Even then, a few facts remain indisputable. It is indisputable that the ranks of violent Islamist jihadists include people who definitely do not look the part: for example, women, American citizens, and expatriates with long-term, incident-free, seemingly benign tenures in the U.S. It is likewise well established that violent Islamist jihadists, whatever they look like, are by definition prepared to sacrifice anyone to their cause: themselves, people they love, people they hate, people of whom they have no opinion. While it may well be true that the entire population of, say, white-western-mom-violent-Islamist-jihadists would fit into a booth at McDonald's, it is also true that it doesn't take more than that to bring down an airplane. Clearly, then, to formally pre-empt even occasional scrutiny of wheelchairs and strollers and those who occupy them is to put the public one crazy parent, guardian, or caregiver away from catastrophe. Given this, "how dare you check my beloved" should be considered a bizarre reaction. 

Granted, one cannot help but sympathize with Jean Weber, the daughter who had to help the frail Reppert through what must have been an excruciating process. But once a hesitation was raised, what would be the preferred alternative? "There is something we can't identify on your mother's person," the agent might say to Ms. Weber, "but she is obviously not capable of violence and you look like a nice woman, so have a good flight!" What overall policy would emanate from that? "When in doubt, agents are required to follow up, unless it's terribly awkward or a passenger gets super-upset, in which case, just go with your gut."

As it happens, I have very little sympathy for the parents of little Anna Drexel. At the risk of infuriating Anna's many YouTube fans, a standard kiddie check is not a big deal. Just recently, I was passing through an airport with my 5-year-old. The male security attendant looked at Charlotte's boarding pass, looked at her, and shook his head. Chuckling apologetically, he explained that candidates for random additional checks were chosen by computer, and that the computer had chosen her. His female colleague invited me to sit and watch as she felt around Charlotte's sneakers, which are pink and light up when she runs; lightly traced her tiny body up and down; and went through the contents of her little bags. 

"OK, but let's get this straight," I joked, "The Peppa Pig stuff is hers!"

Less than two minutes later, the child was trotting off toward the gate,not a mark of trauma on her. Then again, I was not having a heart attack, and her father was not recording the episode for purposes of enraging America. 

Of course, my kindergartener is not a threat. But should the system entirely dismiss the notion that I could be? Absolutely not. It is common sense for the TSA to adopt practices under which statistically low-risk segments of the population rarely undergo major scrutiny.
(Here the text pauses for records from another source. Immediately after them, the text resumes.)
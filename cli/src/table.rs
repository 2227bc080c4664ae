use std::fmt;

use panelctl_common::views::User;

const HEADERS: [&str; 4] = ["ID", "FIRST NAME", "LAST NAME", "EMAIL"];

/// A render slot reserved before a request is dispatched. Tickets are
/// monotone per table; a response applied with an older ticket than the
/// last render is stale and gets discarded.
#[derive(Debug, Clone, Copy, PartialEq, Eq, PartialOrd, Ord)]
pub struct Ticket(u64);

/// The rendered user table: the only client-side state. Every successful
/// response throws away all rows and rebuilds from the payload.
#[derive(Debug, Default)]
pub struct UserTable {
    rows: Vec<User>,
    next_ticket: u64,
    applied: Option<u64>,
}

impl UserTable {
    pub fn new() -> Self {
        Self::default()
    }

    /// Reserve the next render slot. Call before dispatching, so responses
    /// resolving out of order cannot clobber a newer render.
    pub fn begin(&mut self) -> Ticket {
        let ticket = Ticket(self.next_ticket);
        self.next_ticket += 1;
        ticket
    }

    /// Replace the table contents with `users`, in the order given. Both the
    /// single-record and collection paths come through here; a single record
    /// is a one-element sequence. Returns false, leaving the table
    /// untouched, when `ticket` is staler than the last applied render.
    pub fn apply(&mut self, ticket: Ticket, users: Vec<User>) -> bool {
        if self.applied.is_some_and(|last| ticket.0 < last) {
            return false;
        }
        self.applied = Some(ticket.0);
        self.clear();
        self.rows.extend(users);
        true
    }

    /// Remove every row. Idempotent.
    pub fn clear(&mut self) {
        self.rows.clear();
    }

    pub fn rows(&self) -> &[User] {
        &self.rows
    }
}

impl fmt::Display for UserTable {
    fn fmt(&self, f: &mut fmt::Formatter<'_>) -> fmt::Result {
        let cells: Vec<[String; 4]> = self
            .rows
            .iter()
            .map(|user| {
                [
                    user.id.to_string(),
                    user.user_first_name.clone(),
                    user.user_last_name.clone(),
                    user.user_email.clone(),
                ]
            })
            .collect();

        let mut widths = HEADERS.map(str::len);
        for row in &cells {
            for (width, cell) in widths.iter_mut().zip(row) {
                *width = (*width).max(cell.len());
            }
        }

        for (i, (header, w)) in HEADERS.iter().zip(widths).enumerate() {
            if i > 0 {
                write!(f, "  ")?;
            }
            if i == HEADERS.len() - 1 {
                write!(f, "{header}")?;
            } else {
                write!(f, "{header:<w$}")?;
            }
        }
        writeln!(f)?;

        for row in &cells {
            for (i, (cell, w)) in row.iter().zip(widths).enumerate() {
                if i > 0 {
                    write!(f, "  ")?;
                }
                // Cell values are data, never interpreted as markup.
                if i == row.len() - 1 {
                    write!(f, "{cell}")?;
                } else {
                    write!(f, "{cell:<w$}")?;
                }
            }
            writeln!(f)?;
        }

        Ok(())
    }
}

#[cfg(test)]
mod tests {
    use super::*;

    fn user(id: i64, first: &str, last: &str, email: &str) -> User {
        User {
            id,
            user_first_name: first.into(),
            user_last_name: last.into(),
            user_email: email.into(),
        }
    }

    #[test]
    fn apply_replaces_rows_in_payload_order() {
        let mut table = UserTable::new();
        let ticket = table.begin();
        table.apply(ticket, vec![user(2, "B", "B", "b@x.com"), user(1, "A", "A", "a@x.com")]);

        let ids: Vec<i64> = table.rows().iter().map(|u| u.id).collect();
        assert_eq!(ids, vec![2, 1]);
    }

    #[test]
    fn apply_clears_prior_rows_first() {
        let mut table = UserTable::new();
        let first = table.begin();
        table.apply(first, vec![user(1, "A", "A", "a@x.com"), user(2, "B", "B", "b@x.com")]);

        let second = table.begin();
        table.apply(second, vec![user(3, "C", "C", "c@x.com")]);

        assert_eq!(table.rows().len(), 1);
        assert_eq!(table.rows()[0].id, 3);
    }

    #[test]
    fn empty_collection_renders_zero_rows() {
        let mut table = UserTable::new();
        let first = table.begin();
        table.apply(first, vec![user(1, "A", "A", "a@x.com")]);

        let second = table.begin();
        table.apply(second, vec![]);

        assert!(table.rows().is_empty());
    }

    #[test]
    fn clear_is_idempotent() {
        let mut table = UserTable::new();
        let ticket = table.begin();
        table.apply(ticket, vec![user(1, "A", "A", "a@x.com")]);

        table.clear();
        assert!(table.rows().is_empty());
        table.clear();
        table.clear();
        assert!(table.rows().is_empty());
    }

    #[test]
    fn stale_ticket_is_discarded() {
        let mut table = UserTable::new();
        let older = table.begin();
        let newer = table.begin();

        assert!(table.apply(newer, vec![user(2, "B", "B", "b@x.com")]));
        assert!(!table.apply(older, vec![user(1, "A", "A", "a@x.com")]));

        assert_eq!(table.rows().len(), 1);
        assert_eq!(table.rows()[0].id, 2);
    }

    #[test]
    fn display_prints_four_columns_per_row() {
        let mut table = UserTable::new();
        let ticket = table.begin();
        table.apply(ticket, vec![user(7, "Ana", "Li", "ana@x.com")]);

        let rendered = table.to_string();
        let mut lines = rendered.lines();
        assert_eq!(lines.next(), Some("ID  FIRST NAME  LAST NAME  EMAIL"));
        assert_eq!(lines.next(), Some("7   Ana         Li         ana@x.com"));
        assert_eq!(lines.next(), None);
    }
}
But it would be lunacy for it to enshrine practices which assure terrorists that those segments are waved through. 

It is not beyond the realm of possibility that a child — or, alas, a person with a colostomy bag, or an advanced-Alzheimer's patient in a wheelchair — could, albeit blamelessly, board a plane while carrying dangerous materials. Moreover, it is an absolute certainty that the minute that such an individual's being able to do so led to a terrorist hit — or even a near-miss — the outcry would be for the scalps of the morons in the TSA who let it happen. 

If any of these allegedly outrageous pat-downs had occurred on October 11, 2001, the general reaction would have been, "What an awful shame that things have come to this, but you can't be too careful." That should be the reaction now, too.